Second, we demonstrate that, although the effects of pictures relative to words were consistently localised irrespective of scanner, this was not the case for the comparison of words to pictures (Tables V and VI). Indeed, only 2/15 subjects activated one or more left OT voxels for words relative to pictures in both scanners, and in both these subjects the voxels activated for words relative to pictures in one scanner were more than 10 mm away from the voxels activated for words relative to pictures in the other scanner.

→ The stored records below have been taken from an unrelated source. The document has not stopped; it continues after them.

//! Timestamp helpers shared by the hooks.

use chrono::{DateTime, Local, Utc};

/// ISO-8601 UTC timestamp with millisecond precision, e.g. `2025-09-26T19:45:23.456Z`.
pub fn iso_timestamp() -> String {
    format_iso(Utc::now())
}

pub fn format_iso(at: DateTime<Utc>) -> String {
    at.format("%Y-%m-%dT%H:%M:%S%.3fZ").to_string()
}

/// Local wall-clock time for human-facing output.
pub fn local_display_time() -> String {
    Local::now().format("%Y-%m-%d %H:%M:%S").to_string()
}
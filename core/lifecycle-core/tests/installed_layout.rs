//! Integration tests for a hook installed at `<project>/.claude/hooks/`.

use filetime::FileTime;
use lifecycle_core::cleanup::{run_providers, wire_providers};
use lifecycle_core::logs::prune_logs;
use lifecycle_core::startup::startup_context;
use lifecycle_core::{HookConfig, RootResolver, RootStrategy, StorageConfig};
use std::path::{Path, PathBuf};
use std::time::{Duration, SystemTime};
use tempfile::TempDir;

struct Layout {
    _tmp: TempDir,
    project: PathBuf,
    hooks: PathBuf,
}

fn installed_project() -> Layout {
    let tmp = TempDir::new().expect("Failed to create temp dir");
    let project = std::fs::canonicalize(tmp.path()).unwrap().join("project");
    let hooks = project.join(".claude/hooks");
    std::fs::create_dir_all(&hooks).unwrap();
    std::fs::create_dir_all(project.join(".git")).unwrap();
    std::fs::create_dir_all(project.join(".claude/docs")).unwrap();
    std::fs::write(project.join("README.md"), "# Project\n").unwrap();
    std::fs::write(
        project.join(".claude/docs/orchestrator-workflow.md"),
        "w".repeat(600),
    )
    .unwrap();
    Layout {
        _tmp: tmp,
        project,
        hooks,
    }
}

fn write_aged(path: &Path, content: &str, age: Duration) {
    std::fs::create_dir_all(path.parent().unwrap()).unwrap();
    std::fs::write(path, content).unwrap();
    let when = SystemTime::now() - age;
    filetime::set_file_mtime(path, FileTime::from_system_time(when)).unwrap();
}

#[test]
fn startup_flow_against_installed_layout() {
    let layout = installed_project();

    let root = RootResolver::new(&layout.hooks)
        .with_git(None)
        .resolve()
        .expect("root should resolve");
    assert_eq!(root.strategy, RootStrategy::MarkerWalk);
    assert_eq!(root.path, layout.project);

    let storage = StorageConfig::for_root(&root.path);
    let config = HookConfig::load(&storage);

    let context = startup_context(&storage, &config, &layout.project).unwrap();
    assert!(context.contains("\"loaded_docs\": 2"));
    assert!(context.contains("\"total_docs\": 8"));
    assert!(context.contains(&format!("{}...", "w".repeat(500))));
    assert!(context.contains("\"docs/00-project/SPEC.md\""));
}

#[test]
fn housekeeping_respects_config() {
    let layout = installed_project();
    let storage = StorageConfig::for_root(&layout.project);
    std::fs::write(
        storage.config_file(),
        r#"{"artifacts": {"enabled": false}, "log_retention_days": 1}"#,
    )
    .unwrap();
    let config = HookConfig::load(&storage);

    let stale_artifact = storage.resolve(".claude/logs/artifacts/review.json");
    let stale_script = storage.resolve(".claude/logs/temp-scripts/probe.py");
    write_aged(&stale_artifact, "{}", Duration::from_secs(30 * 24 * 3600));
    write_aged(&stale_script, "print()", Duration::from_secs(2 * 24 * 3600));

    let summaries = run_providers(&wire_providers(&storage, &config), false);
    assert_eq!(summaries.len(), 1);
    assert_eq!(summaries[0].provider, "temp-scripts");
    assert!(stale_artifact.exists());
    assert!(!stale_script.exists());

    std::fs::write(
        storage.log_file("startup"),
        "2001-01-01T00:00:00Z  INFO old\n",
    )
    .unwrap();
    let stats = prune_logs(&storage.log_dir(), config.log_retention_days).unwrap();
    assert_eq!(stats.removed, 1);
    assert_eq!(stats.files, 1);
}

In the context of mass univariate statistics within our ROIs, a low statistical threshold (P < 0.05 uncorrected) and the absence of any replication within or between subjects, we cannot reject the possibility that activation for words relative to pictures at the individual subject level reflects false positives.

With respect to sensitivity, activation at 3 T was more extensive and more significant than activation at 1.5 T for the contrasts of (i) words more than fixation; (ii) words more than pictures; and (iii) pictures more than words (Table VII). However, as described earlier this increased sensitivity did not alter the findings with respect to the inconsistent activation for words relative to pictures. In summary, irrespective of magnetic field strength, activation for pictures compared to words was more significant and more extensive than words compared to pictures in both lateral (x = −40 to −50) and medial (x = −34 to −38) sections of our two ROIs (Tables V and VI).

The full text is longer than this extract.